Long Branch Public and Continuation School became the James S. Bell School in 1953 in honour of its late principal who had served it for 20 years. In 1954 six kindergarten and five grade one classes moved into a new and final wing of the school. In 1959 Parkview School was opened and Mr. Rod Jack left James S. Bell to be its principal. Mr. Elmer Yeandle became vice-principal of James S. Bell. In 1962 the Board awarded Mr. Harvey Gibbs a service certificate on completion of 25 years at James S. Bell (January 1, 1938 to December 31, 1962). Violin lessons were inaugurated under the direction of Mr. M. De Sotto in 1962 and in 1963 physical education was introduced under Mr. R. J. Lewis.

In 1964 the building of a new school was approved on Thirty First Street. From September to December 1964 the architect, Mr. A. G. Elton, developed plans for the new school inviting suggestions from staff into the planning of the classrooms. In February 1965 the Canadian Ensign was lowered for the last time and the new Maple Leaf flag raised by Mr. Gibbs, with all school personnel in attendance. April 1965 saw the Weller Construction company begin construction on the new school. In November 1965 the ceremony of laying the cornerstone took place with Board members, local dignitaries and all school personnel attending.

There was a student reunion and open house at the old school for former teaches and students in 1966. Approximately 1000 people attended. The funds raised from this event purchased "Bright May Reflections", an oil painting by Hilton Hassell O.S.A. which was presented to James S. Bell school.

By 1966 the new school was partially completed. Grades four to eight were moved into their new rooms on the second floor. The remaining classes, kindergarten to grade three, and the library moved into their respective rooms on October 11. The school office was ready in November and the Home Economics room in December. Approximately five hundred and fifty people attended the official opening of the school on the evening of November 25. Mrs. Bell, the widow of James S. Bell, and family gave the school $500.00 as a memorial to Mr. Bell. This money was used for library accoutrement.

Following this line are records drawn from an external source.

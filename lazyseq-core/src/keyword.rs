// lazyseq-core - Interned keywords used as metadata keys
// Copyright (c) 2025 Tom Waddington. MIT licensed.

//! Keywords name metadata entries attached to sequences.
//!
//! Keywords are interned through a global table, so two keywords with the
//! same namespace and name share storage and compare by pointer. Interned
//! keywords are never deallocated; metadata keys are expected to come from a
//! small, fixed vocabulary.

use std::collections::HashMap;
use std::fmt;
use std::hash::{Hash, Hasher};
use std::sync::{Arc, Mutex, OnceLock, PoisonError};

/// A metadata key with optional namespace, printed as `:name` or `:ns/name`.
#[derive(Clone)]
pub struct Keyword {
    inner: Arc<KeywordInner>,
}

#[derive(Debug)]
struct KeywordInner {
    namespace: Option<Arc<str>>,
    name: Arc<str>,
}

type InternKey = (Option<Arc<str>>, Arc<str>);

static INTERNER: OnceLock<Mutex<HashMap<InternKey, Arc<KeywordInner>>>> = OnceLock::new();

fn intern(namespace: Option<&str>, name: &str) -> Arc<KeywordInner> {
    let key: InternKey = (namespace.map(Arc::from), Arc::from(name));
    let mut table = INTERNER
        .get_or_init(|| Mutex::new(HashMap::new()))
        .lock()
        // The table is only ever inserted into, so a poisoned guard is still consistent.
        .unwrap_or_else(PoisonError::into_inner);

    Arc::clone(table.entry(key.clone()).or_insert_with(|| {
        Arc::new(KeywordInner {
            namespace: key.0,
            name: key.1,
        })
    }))
}

impl Keyword {
    /// Create a keyword with no namespace.
    pub fn new(name: &str) -> Self {
        Keyword {
            inner: intern(None, name),
        }
    }

    /// Create a namespaced keyword.
    pub fn with_namespace(namespace: &str, name: &str) -> Self {
        Keyword {
            inner: intern(Some(namespace), name),
        }
    }

    /// Parse `:foo` or `:ns/foo`. The leading colon is optional.
    pub fn parse(s: &str) -> Self {
        let s = s.strip_prefix(':').unwrap_or(s);
        match s.split_once('/') {
            Some((ns, name)) => Keyword::with_namespace(ns, name),
            None => Keyword::new(s),
        }
    }

    #[inline]
    #[must_use]
    pub fn namespace(&self) -> Option<&str> {
        self.inner.namespace.as_deref()
    }

    #[inline]
    #[must_use]
    pub fn name(&self) -> &str {
        &self.inner.name
    }
}

impl fmt::Display for Keyword {
    fn fmt(&self, f: &mut fmt::Formatter<'_>) -> fmt::Result {
        match &self.inner.namespace {
            Some(ns) => write!(f, ":{}/{}", ns, self.inner.name),
            None => write!(f, ":{}", self.inner.name),
        }
    }
}

impl fmt::Debug for Keyword {
    fn fmt(&self, f: &mut fmt::Formatter<'_>) -> fmt::Result {
        write!(f, "Keyword({})", self)
    }
}

impl PartialEq for Keyword {
    #[inline]
    fn eq(&self, other: &Self) -> bool {
        Arc::ptr_eq(&self.inner, &other.inner)
    }
}

impl Eq for Keyword {}

impl PartialOrd for Keyword {
    fn partial_cmp(&self, other: &Self) -> Option<std::cmp::Ordering> {
        Some(self.cmp(other))
    }
}

impl Ord for Keyword {
    fn cmp(&self, other: &Self) -> std::cmp::Ordering {
        // Un-namespaced keywords sort first
        self.inner
            .namespace
            .is_some()
            .cmp(&other.inner.namespace.is_some())
            .then_with(|| self.inner.namespace.cmp(&other.inner.namespace))
            .then_with(|| self.inner.name.cmp(&other.inner.name))
    }
}

impl Hash for Keyword {
    #[inline]
    fn hash<H: Hasher>(&self, state: &mut H) {
        Arc::as_ptr(&self.inner).hash(state);
    }
}
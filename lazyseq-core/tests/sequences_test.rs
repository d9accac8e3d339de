// lazyseq-core - Sequence algorithm integration tests
// Copyright (c) 2025 Tom Waddington. MIT licensed.

//! Integration tests for map, filter, take, concat, reduce and into.

mod common;

use common::{Buffer, Seq, Seqable, Sequential, counting, items, naturals};
use lazyseq_core::{
    ArraySeq, Error, concat, cons, count, every, filter, into, iterate, map, reduce, take,
};

// =============================================================================
// Order and direction of conj
// =============================================================================

#[test]
fn test_into_buffer_preserves_order() {
    let source = ArraySeq::new(im::vector![1, 2, 3]);
    let out = into(Buffer::new(), &source);
    assert_eq!(out.to_vec(), vec![1, 2, 3]);
}

#[test]
fn test_into_seq_reverses() {
    let out = into(Seq::empty(), &Buffer::from(vec![1, 2, 3]));
    assert_seq!(out, [3, 2, 1]);
}

#[test]
fn test_reduce_with_cons_reverses() {
    let out = reduce(
        |acc: Seq<i32>, x| cons(x, &acc),
        Seq::empty(),
        &Buffer::from(vec![1, 2, 3]),
    );
    assert_seq!(out, [3, 2, 1]);
    assert!(matches!(out, Seq::List(_)));
}

#[test]
fn test_reduce_empty_returns_init() {
    let empty: Buffer<i32> = Buffer::new();
    assert_eq!(reduce(|acc, x| acc + x, 7, &empty), 7);
}

// =============================================================================
// take
// =============================================================================

#[test]
fn test_take_prefix() {
    let out = into(Buffer::new(), &take(3, &Buffer::from(vec![1, 2, 3, 4, 5, 6, 7])));
    assert_eq!(out.to_vec(), vec![1, 2, 3]);
}

#[test]
fn test_take_zero_never_forces() {
    let (f, calls) = counting(|x: i64| x);
    let source = map(f, &naturals());
    let taken = take(0, &source);
    assert!(taken.seq().is_none());
    assert!(!lazyseq_core::is_realized(&source));
    assert_eq!(calls.get(), 0);
}

#[test]
fn test_take_forces_only_what_it_yields() {
    let (f, calls) = counting(|x: i64| x * 2);
    let taken = take(3, &map(f, &naturals()));
    assert_seq!(taken, [0, 2, 4]);
    assert_eq!(calls.get(), 3);
}

#[test]
fn test_take_count() {
    assert_eq!(take(4, &naturals()).count(), Ok(4));
    assert_eq!(count(&take(4, &Buffer::from(vec![1, 2]))), Ok(2));
}

// =============================================================================
// filter
// =============================================================================

#[test]
fn test_filter_even() {
    let out = into(
        Buffer::new(),
        &filter(|x: &i32| x % 2 == 0, &Buffer::from(vec![1, 2, 3, 4, 5])),
    );
    assert_eq!(out.to_vec(), vec![2, 4]);
}

#[test]
fn test_filter_infinite_source() {
    let evens = filter(|x: &i64| x % 2 == 0, &naturals());
    assert_seq!(take(4, &evens), [0, 2, 4, 6]);
}

#[test]
fn test_filter_consumes_only_up_to_match() {
    let (f, calls) = counting(|x: i64| x);
    let big = filter(|x: &i64| *x >= 10, &map(f, &naturals()));
    assert_eq!(big.first(), Some(10));
    assert_eq!(calls.get(), 11);
}

#[test]
fn test_filter_long_rejected_run() {
    // A long run of rejections is skipped without deep recursion
    let sparse = filter(|x: &i64| x % 2_000 == 1_999, &naturals());
    assert_eq!(sparse.first(), Some(1_999));
}

// =============================================================================
// map
// =============================================================================

#[test]
fn test_map_over_buffer() {
    let doubled = map(|x: i32| x * 2, &Buffer::from(vec![1, 2, 3]));
    assert_seq!(doubled, [2, 4, 6]);
}

#[test]
fn test_map_empty() {
    let mapped = map(|x: i32| x + 1, &Seq::<i32>::empty());
    assert!(mapped.seq().is_none());
    assert_eq!(mapped.count(), Ok(0));
}

#[test]
fn test_map_chain_is_shared() {
    let (f, calls) = counting(|x: i32| x + 1);
    let mapped = map(f, &Buffer::from(vec![1, 2, 3]));
    assert_eq!(items(&mapped), vec![2, 3, 4]);
    assert_eq!(items(&mapped), vec![2, 3, 4]);
    assert_eq!(calls.get(), 3);
}

// =============================================================================
// concat
// =============================================================================

#[test]
fn test_concat_mixed_kinds() {
    let joined = concat(vec![
        Buffer::from(vec![1, 2]).to_seq(),
        Seq::list(vec![3]),
        map(|x: i32| x * 10, &Seq::list(vec![4, 5])),
    ]);
    assert_seq!(joined, [1, 2, 3, 40, 50]);
}

#[test]
fn test_concat_is_deferred() {
    let (f, calls) = counting(|x: i32| x);
    let joined = concat(vec![map(f, &Seq::list(vec![1, 2]))]);
    assert_eq!(calls.get(), 0);
    assert_eq!(joined.first(), Some(1));
    assert_eq!(calls.get(), 1);
}

#[test]
fn test_concat_infinite_first_argument() {
    let joined = concat(vec![naturals(), Seq::list(vec![-1])]);
    assert_seq!(take(3, &joined), [0, 1, 2]);
}

// =============================================================================
// Generators
// =============================================================================

#[test]
fn test_iterate_take_five() {
    let out = into(Buffer::new(), &take(5, &iterate(|x: &i32| x + 1, 0)));
    assert_eq!(out.to_vec(), vec![0, 1, 2, 3, 4]);
}

#[test]
fn test_iterate_count_is_error() {
    assert_eq!(
        iterate(|x: &i32| x + 1, 0).count(),
        Err(Error::InfiniteSequence { kind: "iterate" })
    );
}

#[test]
fn test_count_reaching_iterate_is_error() {
    let prefixed = cons(-1, &naturals());
    assert!(matches!(prefixed.count(), Err(Error::InfiniteSequence { .. })));
}

#[test]
fn test_every() {
    assert!(every(|x: &i32| *x > 0, &Buffer::from(vec![1, 2, 3])));
    assert!(!every(|x: &i64| *x < 3, &naturals()));
}
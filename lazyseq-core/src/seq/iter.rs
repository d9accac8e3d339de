// lazyseq-core - Iterator adapter over sequences
// Copyright (c) 2025 Tom Waddington. MIT licensed.

use super::{Seq, Sequential};

/// Iterator yielding the elements of a sequence.
///
/// Elements are pulled through `first`/`next`, so lazy nodes are forced one
/// at a time as the iterator advances and an infinite sequence yields
/// forever.
pub struct SeqIter<T> {
    current: Option<Seq<T>>,
}

impl<T> SeqIter<T> {
    pub(crate) fn new(current: Option<Seq<T>>) -> Self {
        SeqIter { current }
    }
}

impl<T: Clone + 'static> Iterator for SeqIter<T> {
    type Item = T;

    fn next(&mut self) -> Option<T> {
        let node = self.current.take()?;
        let item = node.first()?;
        self.current = Sequential::next(&node);
        Some(item)
    }
}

In January 1967 the Lakeshore area, Mimico, New Toronto and Long Branch were amalgamated with Etobicoke as the Borough of Etobicoke. In June 1967 the staff gave Mr. Gibbs a retirement party which was attended by a great number of people who had been on the James S. Bell staff over the years. Mr. Gibbs was presented with a matching set of luggage. On June 29. 1967 Mr Gibbs retired after forty years of school service, twenty-one of them as the principal of James S. Bell. At the same time Mr. Yeandle, the vice principal, left to become principal of Parkview School and thirteen of the staff of thirty left teaching or transferred to other schools. In September 1967 Mr. Martin Caldwell became the principal of James S. Bell and Mr. Roger Parent became vice principal. In March 1969 Mr. Caldwell went on medical leave and Mr. Parent became the acting principal for the remainder of the school year. Mr. Paul McKenzie became the principal in September 1969.